ABOUT THIS EXERCISE
Take the line containing "assert_eq!(field.letter(), c);" and all lines after it to the end of the records, and output them exactly.
━━ RECORDS TO PROCESS ━━
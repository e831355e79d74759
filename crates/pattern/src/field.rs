//! Date time fields addressable from a format pattern.
//!
//! Each pattern letter in `GyMdkHmsSEDFwWahKzZYuXL` maps to one [`Field`]. Fields carry a small
//! amount of static metadata ([`FieldInfo`]): a human readable name, the units they measure and
//! range over, and the range of values they can take. The metadata drives both error reporting
//! and the one-based hour substitutions (`k` and `h`).
//!
//! # Examples
//!
//! ```
//! # use pattern::field::Field;
//! assert_eq!(Field::from_letter('M'), Some(Field::Month));
//! assert_eq!(Field::Month.tag(), 2);
//! assert_eq!(Field::from_tag(2), Some(Field::Month));
//! assert_eq!(Field::from_letter('b'), None);
//! ```

/// All pattern letters, in tag order.
pub const PATTERN_LETTERS: &str = "GyMdkHmsSEDFwWahKzZYuXL";

/// A date time field addressable from a format pattern.
///
/// The discriminant of each variant is the field's wire tag, stored in the high byte of a
/// compiled opcode's header unit.
#[derive(Clone, Copy, Debug, PartialEq, Eq)]
#[repr(u8)]
pub enum Field {
	/// `G`: era designator (AD/BC)
	Era = 0,
	/// `y`: calendar year
	Year = 1,
	/// `M`: month in year, formatting context
	Month = 2,
	/// `d`: day of month
	DayOfMonth = 3,
	/// `k`: hour of day, one-based [1, 24]
	HourOfDay1 = 4,
	/// `H`: hour of day, zero-based [0, 23]
	HourOfDay0 = 5,
	/// `m`: minute of hour
	Minute = 6,
	/// `s`: second of minute
	Second = 7,
	/// `S`: millisecond of second
	Millisecond = 8,
	/// `E`: day of week name
	DayOfWeek = 9,
	/// `D`: day of year
	DayOfYear = 10,
	/// `F`: ordinal of this weekday within the month
	DayOfWeekInMonth = 11,
	/// `w`: week of year
	WeekOfYear = 12,
	/// `W`: week of month
	WeekOfMonth = 13,
	/// `a`: AM/PM marker
	AmPm = 14,
	/// `h`: hour within half-day, one-based [1, 12]
	Hour1 = 15,
	/// `K`: hour within half-day, zero-based [0, 11]
	Hour0 = 16,
	/// `z`: time zone name
	ZoneName = 17,
	/// `Z`: time zone offset, RFC 822 style (`+0930`)
	ZoneOffset = 18,
	/// `Y`: week-based year
	WeekYear = 19,
	/// `u`: day of week number, [1 (Monday), 7 (Sunday)]
	IsoDayOfWeek = 20,
	/// `X`: time zone offset, ISO 8601 style (`Z`, `+09`, `+0930`, `+09:30`)
	IsoZone = 21,
	/// `L`: month in year, standalone context
	MonthStandalone = 22
}

/// All fields, indexed by tag.
pub const ALL: [Field; 23] = [
	Field::Era, Field::Year, Field::Month, Field::DayOfMonth, Field::HourOfDay1,
	Field::HourOfDay0, Field::Minute, Field::Second, Field::Millisecond, Field::DayOfWeek,
	Field::DayOfYear, Field::DayOfWeekInMonth, Field::WeekOfYear, Field::WeekOfMonth,
	Field::AmPm, Field::Hour1, Field::Hour0, Field::ZoneName, Field::ZoneOffset,
	Field::WeekYear, Field::IsoDayOfWeek, Field::IsoZone, Field::MonthStandalone
];

impl Field {
	/// Get the field for a pattern letter, or `None` if the letter is not a pattern letter.
	pub fn from_letter(c: char) -> Option<Field> {
		PATTERN_LETTERS.find(c).map(|i| ALL[i])
	}

	/// Get the field for a wire tag, or `None` if the tag is out of range.
	pub fn from_tag(tag: u8) -> Option<Field> {
		ALL.get(tag as usize).copied()
	}

	/// The field's wire tag.
	#[inline(always)]
	pub fn tag(self) -> u8 {
		self as u8
	}

	/// The field's pattern letter.
	pub fn letter(self) -> char {
		// Indexing won't panic because every tag has a letter
		PATTERN_LETTERS.as_bytes()[self as usize] as char
	}

	/// The field's static metadata.
	#[inline(always)]
	pub fn info(self) -> &'static FieldInfo {
		&FIELD_INFO[self as usize]
	}
}

/// Units of time measured by a field, ordered from smallest to largest.
#[derive(Clone, Copy, Debug, PartialEq, Eq)]
pub enum Unit {
	Millis,
	Seconds,
	Minutes,
	Hours,
	HalfDays,
	Days,
	Weeks,
	Months,
	Years,
	Eras,
	Forever
}

/// The inclusive range of values a field can take.
#[derive(Clone, Copy, Debug, PartialEq, Eq)]
pub struct ValueRange {
	pub min: i32,
	pub max: i32
}

impl ValueRange {
	/// Construct a range. `min` must not exceed `max`.
	pub const fn of(min: i32, max: i32) -> ValueRange {
		assert!(min <= max);
		ValueRange { min, max }
	}
}

/// Static metadata for a field.
#[derive(Debug)]
pub struct FieldInfo {
	/// Human readable field name, used in error messages
	pub name: &'static str,
	/// The unit the field measures
	pub base_unit: Unit,
	/// The unit the field repeats over
	pub range_unit: Unit,
	/// The range of values the field can take
	pub range: ValueRange
}

/// Metadata for every field, indexed by tag.
pub static FIELD_INFO: [FieldInfo; 23] = [
	FieldInfo {
		name: "era",
		base_unit: Unit::Eras,
		range_unit: Unit::Forever,
		range: ValueRange::of(0, 1)
	},
	FieldInfo {
		name: "year",
		base_unit: Unit::Years,
		range_unit: Unit::Forever,
		range: ValueRange::of(1, 9999)
	},
	FieldInfo {
		name: "month",
		base_unit: Unit::Months,
		range_unit: Unit::Years,
		range: ValueRange::of(1, 12)
	},
	FieldInfo {
		name: "day of month",
		base_unit: Unit::Days,
		range_unit: Unit::Months,
		range: ValueRange::of(1, 31)
	},
	FieldInfo {
		name: "hour of day (1-24)",
		base_unit: Unit::Hours,
		range_unit: Unit::Days,
		range: ValueRange::of(1, 24)
	},
	FieldInfo {
		name: "hour of day",
		base_unit: Unit::Hours,
		range_unit: Unit::Days,
		range: ValueRange::of(0, 23)
	},
	FieldInfo {
		name: "minute",
		base_unit: Unit::Minutes,
		range_unit: Unit::Hours,
		range: ValueRange::of(0, 59)
	},
	FieldInfo {
		name: "second",
		base_unit: Unit::Seconds,
		range_unit: Unit::Minutes,
		range: ValueRange::of(0, 59)
	},
	FieldInfo {
		name: "millisecond",
		base_unit: Unit::Millis,
		range_unit: Unit::Seconds,
		range: ValueRange::of(0, 999)
	},
	FieldInfo {
		name: "day of week",
		base_unit: Unit::Days,
		range_unit: Unit::Weeks,
		range: ValueRange::of(1, 7)
	},
	FieldInfo {
		name: "day of year",
		base_unit: Unit::Days,
		range_unit: Unit::Years,
		range: ValueRange::of(1, 366)
	},
	FieldInfo {
		name: "day of week in month",
		base_unit: Unit::Weeks,
		range_unit: Unit::Months,
		range: ValueRange::of(1, 5)
	},
	FieldInfo {
		name: "week of year",
		base_unit: Unit::Weeks,
		range_unit: Unit::Years,
		range: ValueRange::of(1, 54)
	},
	FieldInfo {
		name: "week of month",
		base_unit: Unit::Weeks,
		range_unit: Unit::Months,
		range: ValueRange::of(1, 6)
	},
	FieldInfo {
		name: "am/pm",
		base_unit: Unit::HalfDays,
		range_unit: Unit::Days,
		range: ValueRange::of(0, 1)
	},
	FieldInfo {
		name: "hour (1-12)",
		base_unit: Unit::Hours,
		range_unit: Unit::HalfDays,
		range: ValueRange::of(1, 12)
	},
	FieldInfo {
		name: "hour",
		base_unit: Unit::Hours,
		range_unit: Unit::HalfDays,
		range: ValueRange::of(0, 11)
	},
	FieldInfo {
		name: "time zone name",
		base_unit: Unit::Forever,
		range_unit: Unit::Forever,
		range: ValueRange::of(0, 0)
	},
	FieldInfo {
		name: "time zone offset",
		base_unit: Unit::Forever,
		range_unit: Unit::Forever,
		range: ValueRange::of(-1080, 1080)
	},
	FieldInfo {
		name: "week-based year",
		base_unit: Unit::Years,
		range_unit: Unit::Forever,
		range: ValueRange::of(1, 9999)
	},
	FieldInfo {
		name: "day of week number",
		base_unit: Unit::Days,
		range_unit: Unit::Weeks,
		range: ValueRange::of(1, 7)
	},
	FieldInfo {
		name: "ISO time zone offset",
		base_unit: Unit::Forever,
		range_unit: Unit::Forever,
		range: ValueRange::of(-1080, 1080)
	},
	FieldInfo {
		name: "standalone month",
		base_unit: Unit::Months,
		range_unit: Unit::Years,
		range: ValueRange::of(1, 12)
	}
];

#[cfg(test)]
mod tests {
	use super::*;

	#[test]
	fn letter_tag_roundtrip_test() {
		for (i, c) in PATTERN_LETTERS.chars().enumerate() {
			let field = Field::from_letter(c).unwrap();
			assert_eq!(field.tag(), i as u8);
			assert_eq!(field.letter(), c);
			assert_eq!(Field::from_tag(i as u8), Some(field));
		}
		assert_eq!(Field::from_letter('b'), None);
		assert_eq!(Field::from_letter('Q'), None);
		assert_eq!(Field::from_tag(23), None);
		assert_eq!(Field::from_tag(u8::MAX), None);
	}

	#[test]
	fn info_test() {
		assert_eq!(Field::HourOfDay0.info().range, ValueRange::of(0, 23));
		assert_eq!(Field::Hour0.info().range, ValueRange::of(0, 11));
		assert_eq!(Field::Millisecond.info().name, "millisecond");
		assert_eq!(Field::Month.info().base_unit, Unit::Months);
		assert_eq!(Field::Month.info().range_unit, Unit::Years);
	}
}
━━━
EXERCISE ANSWER
			assert_eq!(field.letter(), c);
			assert_eq!(Field::from_tag(i as u8), Some(field));
		}
		assert_eq!(Field::from_letter('b'), None);
		assert_eq!(Field::from_letter('Q'), None);
		assert_eq!(Field::from_tag(23), None);
		assert_eq!(Field::from_tag(u8::MAX), None);
	}

	#[test]
	fn info_test() {
		assert_eq!(Field::HourOfDay0.info().range, ValueRange::of(0, 23));
		assert_eq!(Field::Hour0.info().range, ValueRange::of(0, 11));
		assert_eq!(Field::Millisecond.info().name, "millisecond");
		assert_eq!(Field::Month.info().base_unit, Unit::Months);
		assert_eq!(Field::Month.info().range_unit, Unit::Years);
	}
}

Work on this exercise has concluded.